Dataset excerpts:
____________

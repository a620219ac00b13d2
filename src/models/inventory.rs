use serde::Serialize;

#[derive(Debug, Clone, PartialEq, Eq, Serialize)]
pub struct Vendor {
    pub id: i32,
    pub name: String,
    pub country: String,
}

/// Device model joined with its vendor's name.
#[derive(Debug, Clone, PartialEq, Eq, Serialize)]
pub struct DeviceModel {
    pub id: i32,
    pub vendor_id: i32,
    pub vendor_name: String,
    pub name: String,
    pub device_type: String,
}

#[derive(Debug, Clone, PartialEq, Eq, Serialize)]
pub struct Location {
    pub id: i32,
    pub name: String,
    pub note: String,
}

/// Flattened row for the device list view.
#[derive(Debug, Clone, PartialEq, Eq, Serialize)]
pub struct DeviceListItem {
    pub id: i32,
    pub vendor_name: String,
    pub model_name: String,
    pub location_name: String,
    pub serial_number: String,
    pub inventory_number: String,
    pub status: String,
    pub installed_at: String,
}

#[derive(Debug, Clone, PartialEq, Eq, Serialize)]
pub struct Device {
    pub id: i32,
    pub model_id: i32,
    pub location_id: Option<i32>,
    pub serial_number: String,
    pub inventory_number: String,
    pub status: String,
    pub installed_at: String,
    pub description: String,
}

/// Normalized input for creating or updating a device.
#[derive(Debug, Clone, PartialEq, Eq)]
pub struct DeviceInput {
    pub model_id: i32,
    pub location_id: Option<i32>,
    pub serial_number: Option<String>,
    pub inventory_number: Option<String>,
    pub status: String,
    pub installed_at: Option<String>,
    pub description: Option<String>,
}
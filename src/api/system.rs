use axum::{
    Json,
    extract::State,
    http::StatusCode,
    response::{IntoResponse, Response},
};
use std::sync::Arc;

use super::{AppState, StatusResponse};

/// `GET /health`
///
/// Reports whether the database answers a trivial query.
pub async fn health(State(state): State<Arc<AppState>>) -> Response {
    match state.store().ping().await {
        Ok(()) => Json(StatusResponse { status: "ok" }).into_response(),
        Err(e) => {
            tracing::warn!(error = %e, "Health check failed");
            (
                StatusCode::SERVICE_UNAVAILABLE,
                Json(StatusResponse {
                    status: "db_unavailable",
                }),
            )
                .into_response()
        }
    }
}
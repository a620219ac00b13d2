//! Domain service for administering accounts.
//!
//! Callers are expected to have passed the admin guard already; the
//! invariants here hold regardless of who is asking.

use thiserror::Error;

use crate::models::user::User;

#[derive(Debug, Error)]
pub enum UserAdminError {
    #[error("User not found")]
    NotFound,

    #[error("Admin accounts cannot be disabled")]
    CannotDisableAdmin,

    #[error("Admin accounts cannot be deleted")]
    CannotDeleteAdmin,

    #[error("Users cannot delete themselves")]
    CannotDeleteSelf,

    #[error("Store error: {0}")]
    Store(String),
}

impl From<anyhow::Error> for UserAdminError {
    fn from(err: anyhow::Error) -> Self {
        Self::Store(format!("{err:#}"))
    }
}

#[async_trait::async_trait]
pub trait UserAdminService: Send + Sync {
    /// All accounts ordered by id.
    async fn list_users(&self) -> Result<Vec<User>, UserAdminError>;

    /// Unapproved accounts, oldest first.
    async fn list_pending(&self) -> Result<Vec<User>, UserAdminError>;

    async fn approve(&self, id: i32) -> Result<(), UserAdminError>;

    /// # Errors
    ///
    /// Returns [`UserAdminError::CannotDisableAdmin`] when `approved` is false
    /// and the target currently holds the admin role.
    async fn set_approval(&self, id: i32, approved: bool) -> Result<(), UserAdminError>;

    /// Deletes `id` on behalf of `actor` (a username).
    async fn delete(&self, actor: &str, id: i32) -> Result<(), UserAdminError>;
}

____________

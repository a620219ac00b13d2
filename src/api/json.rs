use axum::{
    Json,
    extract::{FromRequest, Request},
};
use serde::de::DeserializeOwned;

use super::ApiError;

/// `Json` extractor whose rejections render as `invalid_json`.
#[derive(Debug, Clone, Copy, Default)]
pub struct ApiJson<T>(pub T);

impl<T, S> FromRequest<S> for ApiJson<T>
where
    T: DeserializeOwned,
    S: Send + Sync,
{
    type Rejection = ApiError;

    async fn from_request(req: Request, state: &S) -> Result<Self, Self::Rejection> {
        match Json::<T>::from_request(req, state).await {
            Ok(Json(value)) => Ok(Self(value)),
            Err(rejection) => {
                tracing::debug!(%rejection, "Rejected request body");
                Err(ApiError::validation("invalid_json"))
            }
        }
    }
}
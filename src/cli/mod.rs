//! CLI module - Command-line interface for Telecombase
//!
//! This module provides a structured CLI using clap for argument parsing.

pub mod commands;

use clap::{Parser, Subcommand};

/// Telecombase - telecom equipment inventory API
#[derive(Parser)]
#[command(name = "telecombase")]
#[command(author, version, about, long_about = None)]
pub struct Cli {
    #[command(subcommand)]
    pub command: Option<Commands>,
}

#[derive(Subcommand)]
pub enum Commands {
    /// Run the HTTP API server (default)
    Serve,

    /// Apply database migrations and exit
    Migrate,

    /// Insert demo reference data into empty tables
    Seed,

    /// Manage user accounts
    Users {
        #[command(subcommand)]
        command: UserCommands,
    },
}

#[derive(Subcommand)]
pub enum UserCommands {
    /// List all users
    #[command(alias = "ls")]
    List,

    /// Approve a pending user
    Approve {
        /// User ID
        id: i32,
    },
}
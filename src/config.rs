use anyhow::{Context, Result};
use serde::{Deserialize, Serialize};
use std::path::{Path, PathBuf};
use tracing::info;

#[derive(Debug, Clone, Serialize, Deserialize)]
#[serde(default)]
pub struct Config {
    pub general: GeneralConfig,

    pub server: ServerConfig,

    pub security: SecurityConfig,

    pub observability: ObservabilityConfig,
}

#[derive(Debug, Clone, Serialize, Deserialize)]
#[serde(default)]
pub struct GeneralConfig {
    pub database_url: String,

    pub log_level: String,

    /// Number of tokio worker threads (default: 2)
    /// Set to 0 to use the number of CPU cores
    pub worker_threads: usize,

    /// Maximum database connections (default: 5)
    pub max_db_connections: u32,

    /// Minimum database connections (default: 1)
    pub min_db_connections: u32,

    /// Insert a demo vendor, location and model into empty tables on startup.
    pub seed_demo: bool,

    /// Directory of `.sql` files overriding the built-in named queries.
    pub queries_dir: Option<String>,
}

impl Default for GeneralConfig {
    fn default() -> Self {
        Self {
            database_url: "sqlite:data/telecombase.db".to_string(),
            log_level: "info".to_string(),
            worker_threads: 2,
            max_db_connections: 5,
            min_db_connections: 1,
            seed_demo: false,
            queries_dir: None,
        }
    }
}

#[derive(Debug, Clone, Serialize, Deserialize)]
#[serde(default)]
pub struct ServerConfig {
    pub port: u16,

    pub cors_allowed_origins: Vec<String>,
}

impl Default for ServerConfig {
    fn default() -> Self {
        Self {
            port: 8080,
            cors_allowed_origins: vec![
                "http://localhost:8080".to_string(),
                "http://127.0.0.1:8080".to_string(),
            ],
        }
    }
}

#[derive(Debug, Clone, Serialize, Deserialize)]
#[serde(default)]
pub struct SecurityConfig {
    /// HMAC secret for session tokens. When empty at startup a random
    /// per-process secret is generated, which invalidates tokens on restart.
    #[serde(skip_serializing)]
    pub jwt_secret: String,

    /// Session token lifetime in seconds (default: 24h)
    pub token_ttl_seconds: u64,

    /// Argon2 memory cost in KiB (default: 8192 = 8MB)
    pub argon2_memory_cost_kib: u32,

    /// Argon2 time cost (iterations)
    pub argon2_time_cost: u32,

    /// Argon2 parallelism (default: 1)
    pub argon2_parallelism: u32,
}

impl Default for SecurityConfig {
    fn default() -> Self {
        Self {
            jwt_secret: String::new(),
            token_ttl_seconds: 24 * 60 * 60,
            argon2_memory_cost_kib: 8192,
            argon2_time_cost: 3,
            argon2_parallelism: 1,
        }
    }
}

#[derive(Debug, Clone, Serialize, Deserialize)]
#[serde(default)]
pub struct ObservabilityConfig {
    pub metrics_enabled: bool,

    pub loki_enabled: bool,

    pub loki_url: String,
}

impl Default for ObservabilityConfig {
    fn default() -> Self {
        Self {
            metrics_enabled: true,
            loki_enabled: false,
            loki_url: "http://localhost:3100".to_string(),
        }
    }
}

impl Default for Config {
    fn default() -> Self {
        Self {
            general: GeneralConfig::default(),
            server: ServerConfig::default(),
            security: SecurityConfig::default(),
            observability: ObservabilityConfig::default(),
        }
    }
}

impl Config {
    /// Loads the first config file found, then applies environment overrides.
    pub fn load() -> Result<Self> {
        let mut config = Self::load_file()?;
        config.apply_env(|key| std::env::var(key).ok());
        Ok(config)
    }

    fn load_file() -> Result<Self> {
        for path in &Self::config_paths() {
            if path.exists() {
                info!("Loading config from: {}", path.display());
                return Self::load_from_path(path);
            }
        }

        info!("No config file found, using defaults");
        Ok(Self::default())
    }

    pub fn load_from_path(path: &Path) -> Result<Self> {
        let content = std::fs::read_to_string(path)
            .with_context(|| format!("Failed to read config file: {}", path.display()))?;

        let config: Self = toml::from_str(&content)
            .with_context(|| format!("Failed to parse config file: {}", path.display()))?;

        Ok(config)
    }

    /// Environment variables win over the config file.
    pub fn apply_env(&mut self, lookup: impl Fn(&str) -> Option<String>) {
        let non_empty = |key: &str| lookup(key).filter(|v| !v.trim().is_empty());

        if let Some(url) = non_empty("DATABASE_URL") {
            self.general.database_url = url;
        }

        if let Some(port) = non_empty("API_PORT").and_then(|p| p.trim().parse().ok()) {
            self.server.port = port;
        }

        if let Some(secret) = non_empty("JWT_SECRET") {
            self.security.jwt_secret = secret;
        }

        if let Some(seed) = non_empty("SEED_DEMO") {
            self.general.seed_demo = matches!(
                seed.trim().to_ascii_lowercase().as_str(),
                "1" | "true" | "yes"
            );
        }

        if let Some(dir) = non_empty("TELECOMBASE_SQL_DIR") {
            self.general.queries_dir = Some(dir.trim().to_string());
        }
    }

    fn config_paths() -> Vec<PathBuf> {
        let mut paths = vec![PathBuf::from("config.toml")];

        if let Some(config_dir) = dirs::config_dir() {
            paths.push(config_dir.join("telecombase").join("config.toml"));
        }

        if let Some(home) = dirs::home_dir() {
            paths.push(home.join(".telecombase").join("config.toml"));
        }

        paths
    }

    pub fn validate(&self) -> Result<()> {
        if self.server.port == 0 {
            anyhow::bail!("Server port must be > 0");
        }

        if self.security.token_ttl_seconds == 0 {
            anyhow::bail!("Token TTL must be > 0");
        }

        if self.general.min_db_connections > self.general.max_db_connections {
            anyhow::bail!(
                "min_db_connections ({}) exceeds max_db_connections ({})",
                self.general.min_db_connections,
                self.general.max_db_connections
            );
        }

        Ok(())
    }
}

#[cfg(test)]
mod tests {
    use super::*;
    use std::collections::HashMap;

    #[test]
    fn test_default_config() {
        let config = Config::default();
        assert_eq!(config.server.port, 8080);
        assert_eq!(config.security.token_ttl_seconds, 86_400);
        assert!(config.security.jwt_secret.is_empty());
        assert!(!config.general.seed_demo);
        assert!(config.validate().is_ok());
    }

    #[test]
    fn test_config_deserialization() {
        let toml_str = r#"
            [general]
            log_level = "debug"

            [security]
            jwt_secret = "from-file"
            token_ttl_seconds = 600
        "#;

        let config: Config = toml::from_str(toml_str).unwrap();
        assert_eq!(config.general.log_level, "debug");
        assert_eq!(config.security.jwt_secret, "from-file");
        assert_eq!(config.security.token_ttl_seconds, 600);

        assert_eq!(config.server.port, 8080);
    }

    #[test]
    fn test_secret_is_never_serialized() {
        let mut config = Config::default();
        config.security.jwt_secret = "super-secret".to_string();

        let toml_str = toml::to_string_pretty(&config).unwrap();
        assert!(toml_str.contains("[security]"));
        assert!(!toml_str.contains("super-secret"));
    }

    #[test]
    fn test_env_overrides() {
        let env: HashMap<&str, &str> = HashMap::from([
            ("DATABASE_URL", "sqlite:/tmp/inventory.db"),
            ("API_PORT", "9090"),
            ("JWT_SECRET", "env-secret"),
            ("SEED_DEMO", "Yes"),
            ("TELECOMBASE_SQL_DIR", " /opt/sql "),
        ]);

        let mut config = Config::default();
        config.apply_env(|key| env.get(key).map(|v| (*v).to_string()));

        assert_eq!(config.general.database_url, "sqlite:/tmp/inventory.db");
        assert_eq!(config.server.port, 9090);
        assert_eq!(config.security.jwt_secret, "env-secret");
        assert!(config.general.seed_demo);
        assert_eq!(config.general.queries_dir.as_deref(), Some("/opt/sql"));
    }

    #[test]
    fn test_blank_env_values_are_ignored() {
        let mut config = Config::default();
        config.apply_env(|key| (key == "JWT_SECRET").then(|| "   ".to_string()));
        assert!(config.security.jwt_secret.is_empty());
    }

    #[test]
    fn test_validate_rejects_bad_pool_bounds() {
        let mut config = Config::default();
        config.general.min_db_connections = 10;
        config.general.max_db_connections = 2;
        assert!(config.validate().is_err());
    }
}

____________

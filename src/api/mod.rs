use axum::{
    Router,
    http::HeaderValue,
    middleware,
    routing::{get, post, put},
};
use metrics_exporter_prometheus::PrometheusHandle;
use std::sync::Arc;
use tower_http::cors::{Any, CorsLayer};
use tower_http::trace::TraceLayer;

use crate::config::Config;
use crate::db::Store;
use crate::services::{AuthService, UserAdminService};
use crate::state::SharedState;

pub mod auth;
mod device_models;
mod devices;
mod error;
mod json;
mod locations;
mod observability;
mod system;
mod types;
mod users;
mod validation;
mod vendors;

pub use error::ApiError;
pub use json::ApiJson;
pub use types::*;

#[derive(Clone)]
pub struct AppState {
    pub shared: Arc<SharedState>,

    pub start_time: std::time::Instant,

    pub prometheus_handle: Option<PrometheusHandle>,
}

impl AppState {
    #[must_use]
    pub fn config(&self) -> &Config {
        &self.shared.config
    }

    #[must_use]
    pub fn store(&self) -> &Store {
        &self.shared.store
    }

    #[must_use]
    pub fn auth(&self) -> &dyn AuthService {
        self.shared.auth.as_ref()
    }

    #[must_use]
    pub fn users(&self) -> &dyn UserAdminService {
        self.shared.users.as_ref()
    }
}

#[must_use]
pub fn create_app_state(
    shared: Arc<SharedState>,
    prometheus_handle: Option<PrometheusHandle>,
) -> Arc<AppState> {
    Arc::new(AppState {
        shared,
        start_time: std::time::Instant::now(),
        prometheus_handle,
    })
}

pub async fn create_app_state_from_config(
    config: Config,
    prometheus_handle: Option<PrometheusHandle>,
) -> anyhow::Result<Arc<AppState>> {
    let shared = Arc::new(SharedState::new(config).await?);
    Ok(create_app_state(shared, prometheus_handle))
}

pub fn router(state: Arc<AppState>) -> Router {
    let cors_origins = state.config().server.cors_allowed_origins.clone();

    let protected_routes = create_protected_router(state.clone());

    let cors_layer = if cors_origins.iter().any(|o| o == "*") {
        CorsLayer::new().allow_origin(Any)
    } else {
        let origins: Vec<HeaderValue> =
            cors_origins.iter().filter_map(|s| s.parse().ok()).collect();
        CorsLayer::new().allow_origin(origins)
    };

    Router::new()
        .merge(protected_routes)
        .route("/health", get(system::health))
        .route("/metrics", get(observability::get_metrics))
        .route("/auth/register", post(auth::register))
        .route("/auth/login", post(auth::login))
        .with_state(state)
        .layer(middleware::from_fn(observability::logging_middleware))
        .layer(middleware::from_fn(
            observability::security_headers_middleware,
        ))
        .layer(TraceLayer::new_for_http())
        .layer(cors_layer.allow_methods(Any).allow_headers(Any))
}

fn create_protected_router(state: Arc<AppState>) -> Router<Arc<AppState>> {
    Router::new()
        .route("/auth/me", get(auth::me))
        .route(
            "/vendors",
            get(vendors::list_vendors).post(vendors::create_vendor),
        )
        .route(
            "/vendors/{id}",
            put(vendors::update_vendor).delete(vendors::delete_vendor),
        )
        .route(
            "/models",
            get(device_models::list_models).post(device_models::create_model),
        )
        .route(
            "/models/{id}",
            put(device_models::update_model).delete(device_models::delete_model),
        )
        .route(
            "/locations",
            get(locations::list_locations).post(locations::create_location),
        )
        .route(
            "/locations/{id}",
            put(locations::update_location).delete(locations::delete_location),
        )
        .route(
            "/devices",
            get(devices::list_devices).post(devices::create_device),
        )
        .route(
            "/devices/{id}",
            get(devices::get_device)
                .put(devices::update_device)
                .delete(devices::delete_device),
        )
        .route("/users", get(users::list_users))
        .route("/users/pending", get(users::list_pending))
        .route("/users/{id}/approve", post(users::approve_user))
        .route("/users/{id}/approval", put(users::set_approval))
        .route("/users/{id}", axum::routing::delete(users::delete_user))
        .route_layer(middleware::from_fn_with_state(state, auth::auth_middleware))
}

____________

Which lines of the data include the string "info"? Copy each of them.

use tracing::info;
            log_level: "info".to_string(),
                info!("Loading config from: {}", path.display());
        info!("No config file found, using defaults");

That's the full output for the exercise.